> **WORK TO COMPLETE**: Give every line from the entries that contains "Timed".

> **MATERIAL SUPPLIED**:

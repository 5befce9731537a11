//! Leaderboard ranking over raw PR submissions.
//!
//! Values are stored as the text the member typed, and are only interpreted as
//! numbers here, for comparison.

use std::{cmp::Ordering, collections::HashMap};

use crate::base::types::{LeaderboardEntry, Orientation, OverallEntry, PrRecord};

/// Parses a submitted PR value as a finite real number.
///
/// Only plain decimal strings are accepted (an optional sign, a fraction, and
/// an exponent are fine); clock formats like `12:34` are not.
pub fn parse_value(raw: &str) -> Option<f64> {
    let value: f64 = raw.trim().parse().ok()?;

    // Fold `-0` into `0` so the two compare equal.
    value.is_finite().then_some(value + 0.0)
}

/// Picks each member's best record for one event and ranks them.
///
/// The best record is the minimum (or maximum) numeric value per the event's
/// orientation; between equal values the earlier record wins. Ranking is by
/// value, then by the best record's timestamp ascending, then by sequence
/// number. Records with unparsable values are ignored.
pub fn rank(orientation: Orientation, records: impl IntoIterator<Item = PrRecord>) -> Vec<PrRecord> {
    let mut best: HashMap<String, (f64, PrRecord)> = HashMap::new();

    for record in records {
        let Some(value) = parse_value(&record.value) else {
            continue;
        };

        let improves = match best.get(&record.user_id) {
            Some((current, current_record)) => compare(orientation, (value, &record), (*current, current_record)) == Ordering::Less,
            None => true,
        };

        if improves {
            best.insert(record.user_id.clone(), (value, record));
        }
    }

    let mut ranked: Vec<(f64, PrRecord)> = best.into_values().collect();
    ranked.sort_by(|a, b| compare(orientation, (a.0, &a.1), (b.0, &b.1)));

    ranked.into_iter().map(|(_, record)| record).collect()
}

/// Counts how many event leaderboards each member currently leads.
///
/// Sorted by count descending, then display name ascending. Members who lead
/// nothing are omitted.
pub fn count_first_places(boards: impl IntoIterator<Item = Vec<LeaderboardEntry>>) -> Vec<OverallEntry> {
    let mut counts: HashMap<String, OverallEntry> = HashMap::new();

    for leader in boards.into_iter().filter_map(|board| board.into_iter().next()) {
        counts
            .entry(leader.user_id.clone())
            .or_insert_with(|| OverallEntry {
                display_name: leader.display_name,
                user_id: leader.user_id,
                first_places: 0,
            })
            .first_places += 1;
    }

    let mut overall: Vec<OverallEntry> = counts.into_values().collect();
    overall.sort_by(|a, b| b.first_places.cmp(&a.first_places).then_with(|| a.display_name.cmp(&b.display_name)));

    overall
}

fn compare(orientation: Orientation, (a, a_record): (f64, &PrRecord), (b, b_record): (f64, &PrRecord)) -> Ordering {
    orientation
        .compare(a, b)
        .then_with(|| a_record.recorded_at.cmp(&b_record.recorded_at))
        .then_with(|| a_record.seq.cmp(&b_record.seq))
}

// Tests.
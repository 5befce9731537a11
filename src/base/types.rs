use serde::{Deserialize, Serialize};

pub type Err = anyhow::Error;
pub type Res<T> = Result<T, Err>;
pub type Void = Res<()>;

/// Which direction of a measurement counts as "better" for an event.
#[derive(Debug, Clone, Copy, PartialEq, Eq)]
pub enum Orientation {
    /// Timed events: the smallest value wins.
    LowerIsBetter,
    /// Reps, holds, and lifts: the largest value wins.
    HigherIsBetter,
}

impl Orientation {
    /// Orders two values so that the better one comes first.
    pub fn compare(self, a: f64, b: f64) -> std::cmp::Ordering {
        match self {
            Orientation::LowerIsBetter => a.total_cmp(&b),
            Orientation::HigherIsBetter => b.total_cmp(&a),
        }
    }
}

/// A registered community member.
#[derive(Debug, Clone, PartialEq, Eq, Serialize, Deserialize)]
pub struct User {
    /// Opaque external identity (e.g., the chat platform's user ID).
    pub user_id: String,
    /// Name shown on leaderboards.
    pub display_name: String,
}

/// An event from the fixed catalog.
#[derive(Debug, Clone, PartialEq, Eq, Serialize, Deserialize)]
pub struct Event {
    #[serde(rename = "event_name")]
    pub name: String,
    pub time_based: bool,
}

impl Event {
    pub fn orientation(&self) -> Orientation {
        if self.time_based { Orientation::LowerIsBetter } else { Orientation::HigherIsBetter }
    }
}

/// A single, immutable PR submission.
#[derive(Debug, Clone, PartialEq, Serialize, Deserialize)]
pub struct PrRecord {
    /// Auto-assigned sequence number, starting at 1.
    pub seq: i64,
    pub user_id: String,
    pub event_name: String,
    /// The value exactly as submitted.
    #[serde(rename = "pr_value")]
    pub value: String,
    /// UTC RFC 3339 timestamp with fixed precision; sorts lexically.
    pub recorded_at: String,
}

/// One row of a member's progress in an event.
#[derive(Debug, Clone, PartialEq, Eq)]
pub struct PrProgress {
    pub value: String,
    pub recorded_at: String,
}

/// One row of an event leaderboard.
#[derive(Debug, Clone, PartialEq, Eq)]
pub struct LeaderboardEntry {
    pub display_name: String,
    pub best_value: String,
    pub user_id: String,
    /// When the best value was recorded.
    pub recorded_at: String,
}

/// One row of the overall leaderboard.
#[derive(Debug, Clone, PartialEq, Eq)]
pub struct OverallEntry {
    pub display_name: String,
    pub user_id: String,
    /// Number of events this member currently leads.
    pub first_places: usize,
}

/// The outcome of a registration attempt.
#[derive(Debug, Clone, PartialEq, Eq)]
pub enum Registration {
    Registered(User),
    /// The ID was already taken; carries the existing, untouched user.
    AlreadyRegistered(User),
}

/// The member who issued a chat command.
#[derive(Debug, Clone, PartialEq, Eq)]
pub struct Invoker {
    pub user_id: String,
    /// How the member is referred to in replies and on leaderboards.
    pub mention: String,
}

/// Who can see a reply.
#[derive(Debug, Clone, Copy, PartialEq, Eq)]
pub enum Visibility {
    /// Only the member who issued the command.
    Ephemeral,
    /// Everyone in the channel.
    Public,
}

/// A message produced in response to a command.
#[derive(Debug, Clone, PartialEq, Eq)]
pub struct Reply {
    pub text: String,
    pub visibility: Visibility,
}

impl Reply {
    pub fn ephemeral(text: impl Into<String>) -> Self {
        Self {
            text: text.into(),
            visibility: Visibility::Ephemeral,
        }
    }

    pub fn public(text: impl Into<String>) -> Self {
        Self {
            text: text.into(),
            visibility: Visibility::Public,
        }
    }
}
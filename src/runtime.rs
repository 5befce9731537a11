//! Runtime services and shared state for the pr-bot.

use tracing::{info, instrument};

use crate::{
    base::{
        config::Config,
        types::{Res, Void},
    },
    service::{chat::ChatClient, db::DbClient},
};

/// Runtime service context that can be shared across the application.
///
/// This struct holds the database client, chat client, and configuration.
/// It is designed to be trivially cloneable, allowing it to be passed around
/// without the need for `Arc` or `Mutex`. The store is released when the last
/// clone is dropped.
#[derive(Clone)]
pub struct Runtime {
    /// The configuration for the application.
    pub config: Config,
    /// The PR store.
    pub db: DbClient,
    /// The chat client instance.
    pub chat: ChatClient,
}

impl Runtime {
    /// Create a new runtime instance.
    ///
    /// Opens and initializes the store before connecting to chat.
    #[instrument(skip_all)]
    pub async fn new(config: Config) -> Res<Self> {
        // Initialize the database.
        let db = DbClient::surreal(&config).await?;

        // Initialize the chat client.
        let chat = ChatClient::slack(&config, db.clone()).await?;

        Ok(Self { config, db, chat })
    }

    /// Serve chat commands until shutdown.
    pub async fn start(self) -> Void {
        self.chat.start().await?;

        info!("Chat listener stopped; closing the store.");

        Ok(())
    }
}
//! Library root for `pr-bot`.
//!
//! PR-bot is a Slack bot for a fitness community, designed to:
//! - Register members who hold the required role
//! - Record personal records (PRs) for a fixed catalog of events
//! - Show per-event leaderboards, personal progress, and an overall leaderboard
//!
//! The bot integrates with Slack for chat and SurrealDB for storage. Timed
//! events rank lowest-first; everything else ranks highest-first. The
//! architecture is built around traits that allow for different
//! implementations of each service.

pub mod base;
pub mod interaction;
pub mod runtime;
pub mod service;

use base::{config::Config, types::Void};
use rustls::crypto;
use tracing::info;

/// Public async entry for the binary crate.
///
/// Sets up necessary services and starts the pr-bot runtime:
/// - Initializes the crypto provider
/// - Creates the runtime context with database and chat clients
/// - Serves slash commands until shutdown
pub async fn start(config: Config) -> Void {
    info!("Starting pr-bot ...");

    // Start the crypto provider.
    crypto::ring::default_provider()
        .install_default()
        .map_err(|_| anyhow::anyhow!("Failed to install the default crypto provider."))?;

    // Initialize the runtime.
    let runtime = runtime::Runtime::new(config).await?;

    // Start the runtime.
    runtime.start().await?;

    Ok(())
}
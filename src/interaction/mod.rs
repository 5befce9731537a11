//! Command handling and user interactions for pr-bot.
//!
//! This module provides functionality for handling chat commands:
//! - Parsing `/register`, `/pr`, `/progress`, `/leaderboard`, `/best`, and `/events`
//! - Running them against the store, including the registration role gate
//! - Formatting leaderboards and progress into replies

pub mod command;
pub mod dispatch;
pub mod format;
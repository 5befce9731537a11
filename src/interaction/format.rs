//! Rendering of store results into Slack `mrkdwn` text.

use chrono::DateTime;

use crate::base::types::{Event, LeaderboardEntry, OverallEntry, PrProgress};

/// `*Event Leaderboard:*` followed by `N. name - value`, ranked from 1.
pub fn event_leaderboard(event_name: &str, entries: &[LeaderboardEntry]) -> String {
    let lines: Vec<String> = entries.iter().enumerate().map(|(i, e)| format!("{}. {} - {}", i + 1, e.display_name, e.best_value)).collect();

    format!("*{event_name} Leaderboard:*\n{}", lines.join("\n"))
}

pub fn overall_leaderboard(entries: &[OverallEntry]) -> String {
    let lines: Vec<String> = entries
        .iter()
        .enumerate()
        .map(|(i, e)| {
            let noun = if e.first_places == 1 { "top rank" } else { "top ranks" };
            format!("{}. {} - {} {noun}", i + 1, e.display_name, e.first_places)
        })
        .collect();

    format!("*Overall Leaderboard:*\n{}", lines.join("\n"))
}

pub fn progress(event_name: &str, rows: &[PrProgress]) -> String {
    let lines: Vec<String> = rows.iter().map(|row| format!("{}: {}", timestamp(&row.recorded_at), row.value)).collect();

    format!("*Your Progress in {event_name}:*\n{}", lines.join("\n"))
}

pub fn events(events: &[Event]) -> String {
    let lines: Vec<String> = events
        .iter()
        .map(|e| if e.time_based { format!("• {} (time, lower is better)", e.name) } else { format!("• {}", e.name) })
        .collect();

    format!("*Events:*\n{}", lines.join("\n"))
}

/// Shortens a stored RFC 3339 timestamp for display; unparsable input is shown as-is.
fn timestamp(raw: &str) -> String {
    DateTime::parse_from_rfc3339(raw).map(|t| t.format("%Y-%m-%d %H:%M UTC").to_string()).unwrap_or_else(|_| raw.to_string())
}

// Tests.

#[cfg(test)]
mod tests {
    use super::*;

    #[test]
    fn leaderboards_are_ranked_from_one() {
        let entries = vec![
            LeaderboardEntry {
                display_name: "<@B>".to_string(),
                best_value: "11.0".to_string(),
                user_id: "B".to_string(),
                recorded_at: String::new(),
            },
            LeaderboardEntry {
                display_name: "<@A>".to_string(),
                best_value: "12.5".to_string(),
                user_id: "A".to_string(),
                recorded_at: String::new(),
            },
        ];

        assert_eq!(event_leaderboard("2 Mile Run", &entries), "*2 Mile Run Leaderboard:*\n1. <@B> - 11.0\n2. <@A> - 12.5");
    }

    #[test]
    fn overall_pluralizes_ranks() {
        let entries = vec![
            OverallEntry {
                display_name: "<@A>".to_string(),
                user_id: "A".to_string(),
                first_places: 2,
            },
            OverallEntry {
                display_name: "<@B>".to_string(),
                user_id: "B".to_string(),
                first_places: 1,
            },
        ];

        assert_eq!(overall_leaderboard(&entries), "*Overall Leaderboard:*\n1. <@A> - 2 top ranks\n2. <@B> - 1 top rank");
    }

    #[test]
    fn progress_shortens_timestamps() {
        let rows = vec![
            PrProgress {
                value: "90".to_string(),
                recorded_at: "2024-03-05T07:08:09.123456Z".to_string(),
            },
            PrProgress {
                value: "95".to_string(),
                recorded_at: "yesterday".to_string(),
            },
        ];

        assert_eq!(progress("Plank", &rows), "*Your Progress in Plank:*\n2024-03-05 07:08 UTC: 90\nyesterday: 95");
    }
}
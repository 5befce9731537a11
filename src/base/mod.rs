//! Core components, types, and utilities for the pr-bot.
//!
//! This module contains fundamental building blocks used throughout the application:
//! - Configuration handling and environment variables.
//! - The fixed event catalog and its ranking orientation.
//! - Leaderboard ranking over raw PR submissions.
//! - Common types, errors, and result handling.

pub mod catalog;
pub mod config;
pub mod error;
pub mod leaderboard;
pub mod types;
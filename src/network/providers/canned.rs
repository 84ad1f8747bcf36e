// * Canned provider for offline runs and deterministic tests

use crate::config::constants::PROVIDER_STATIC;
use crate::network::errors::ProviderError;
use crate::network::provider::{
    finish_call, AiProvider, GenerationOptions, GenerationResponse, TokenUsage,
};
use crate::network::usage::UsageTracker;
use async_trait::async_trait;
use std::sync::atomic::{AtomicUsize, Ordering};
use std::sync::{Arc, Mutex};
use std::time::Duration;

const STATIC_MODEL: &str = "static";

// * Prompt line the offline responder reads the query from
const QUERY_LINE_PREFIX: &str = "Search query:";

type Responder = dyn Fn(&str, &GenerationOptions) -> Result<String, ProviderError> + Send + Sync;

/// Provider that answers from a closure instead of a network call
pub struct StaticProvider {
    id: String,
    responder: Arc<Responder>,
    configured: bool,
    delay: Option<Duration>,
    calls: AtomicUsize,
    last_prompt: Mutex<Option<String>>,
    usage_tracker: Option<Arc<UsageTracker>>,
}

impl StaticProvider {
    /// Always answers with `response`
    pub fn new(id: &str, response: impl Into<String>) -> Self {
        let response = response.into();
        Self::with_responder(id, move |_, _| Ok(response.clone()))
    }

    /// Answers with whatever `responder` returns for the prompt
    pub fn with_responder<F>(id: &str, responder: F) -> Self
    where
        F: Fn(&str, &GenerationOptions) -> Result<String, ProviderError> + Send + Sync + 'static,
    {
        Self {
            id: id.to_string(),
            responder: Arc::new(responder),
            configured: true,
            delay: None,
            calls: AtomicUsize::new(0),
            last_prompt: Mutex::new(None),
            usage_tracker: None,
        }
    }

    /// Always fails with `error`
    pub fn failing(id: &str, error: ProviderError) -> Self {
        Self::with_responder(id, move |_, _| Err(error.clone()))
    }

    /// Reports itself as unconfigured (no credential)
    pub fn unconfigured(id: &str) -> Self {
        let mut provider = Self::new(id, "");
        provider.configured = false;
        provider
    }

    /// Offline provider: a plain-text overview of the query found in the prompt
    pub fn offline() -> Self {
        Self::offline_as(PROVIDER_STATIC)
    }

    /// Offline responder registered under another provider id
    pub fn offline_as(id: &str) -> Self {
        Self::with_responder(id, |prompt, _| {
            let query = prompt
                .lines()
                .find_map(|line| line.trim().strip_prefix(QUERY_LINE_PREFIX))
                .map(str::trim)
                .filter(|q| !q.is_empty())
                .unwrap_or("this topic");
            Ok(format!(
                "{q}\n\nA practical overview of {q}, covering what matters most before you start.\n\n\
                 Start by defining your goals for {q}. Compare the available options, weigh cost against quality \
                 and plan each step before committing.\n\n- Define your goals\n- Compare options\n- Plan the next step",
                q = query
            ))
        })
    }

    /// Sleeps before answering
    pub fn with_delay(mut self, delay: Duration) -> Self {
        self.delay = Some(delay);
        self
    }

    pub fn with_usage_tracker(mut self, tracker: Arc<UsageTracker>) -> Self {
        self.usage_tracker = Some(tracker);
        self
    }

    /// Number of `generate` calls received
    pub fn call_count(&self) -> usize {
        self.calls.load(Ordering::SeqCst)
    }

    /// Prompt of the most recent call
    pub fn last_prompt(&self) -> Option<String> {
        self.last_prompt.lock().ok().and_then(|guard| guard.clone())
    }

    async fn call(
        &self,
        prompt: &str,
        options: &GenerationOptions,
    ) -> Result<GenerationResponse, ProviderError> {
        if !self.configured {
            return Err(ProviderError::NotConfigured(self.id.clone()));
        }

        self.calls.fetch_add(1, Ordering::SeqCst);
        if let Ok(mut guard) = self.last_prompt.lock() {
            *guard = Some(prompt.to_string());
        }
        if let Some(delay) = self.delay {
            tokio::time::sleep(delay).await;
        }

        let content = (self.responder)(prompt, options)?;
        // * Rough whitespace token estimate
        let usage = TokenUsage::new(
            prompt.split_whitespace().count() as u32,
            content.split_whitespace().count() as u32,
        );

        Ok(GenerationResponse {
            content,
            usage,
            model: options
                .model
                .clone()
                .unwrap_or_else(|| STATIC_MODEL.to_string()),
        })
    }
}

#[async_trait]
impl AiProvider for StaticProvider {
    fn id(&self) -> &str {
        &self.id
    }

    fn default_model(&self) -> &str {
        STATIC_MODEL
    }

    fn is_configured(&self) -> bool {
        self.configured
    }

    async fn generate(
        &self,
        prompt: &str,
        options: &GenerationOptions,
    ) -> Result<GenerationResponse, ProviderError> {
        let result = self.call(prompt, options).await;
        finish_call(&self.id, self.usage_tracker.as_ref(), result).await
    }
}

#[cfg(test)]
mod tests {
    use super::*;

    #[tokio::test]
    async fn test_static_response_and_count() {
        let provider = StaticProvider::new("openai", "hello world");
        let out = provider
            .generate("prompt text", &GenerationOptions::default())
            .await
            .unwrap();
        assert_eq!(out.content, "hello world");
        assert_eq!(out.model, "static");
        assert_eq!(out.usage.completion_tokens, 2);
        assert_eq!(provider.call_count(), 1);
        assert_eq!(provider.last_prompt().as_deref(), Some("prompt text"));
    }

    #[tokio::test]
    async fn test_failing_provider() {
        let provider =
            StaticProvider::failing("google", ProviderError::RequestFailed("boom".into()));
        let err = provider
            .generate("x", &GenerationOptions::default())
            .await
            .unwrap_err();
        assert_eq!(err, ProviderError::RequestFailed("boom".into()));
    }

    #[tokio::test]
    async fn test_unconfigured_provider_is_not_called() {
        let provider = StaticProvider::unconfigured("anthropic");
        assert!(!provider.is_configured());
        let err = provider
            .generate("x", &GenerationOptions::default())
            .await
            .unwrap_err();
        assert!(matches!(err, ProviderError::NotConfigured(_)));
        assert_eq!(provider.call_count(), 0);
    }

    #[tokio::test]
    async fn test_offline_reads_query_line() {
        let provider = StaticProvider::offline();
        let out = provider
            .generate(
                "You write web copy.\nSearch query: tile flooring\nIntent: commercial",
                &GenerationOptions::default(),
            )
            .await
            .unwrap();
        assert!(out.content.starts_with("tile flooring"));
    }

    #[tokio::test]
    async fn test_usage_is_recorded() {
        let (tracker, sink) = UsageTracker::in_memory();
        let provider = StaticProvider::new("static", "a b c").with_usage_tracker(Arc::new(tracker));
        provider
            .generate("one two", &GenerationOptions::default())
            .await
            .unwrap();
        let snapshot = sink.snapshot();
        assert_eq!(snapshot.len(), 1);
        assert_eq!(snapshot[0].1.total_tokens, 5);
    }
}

> **EXERCISE RESPONSE**:
    /// Timed events: the smallest value wins.
//! The bot integrates with Slack for chat and SurrealDB for storage. Timed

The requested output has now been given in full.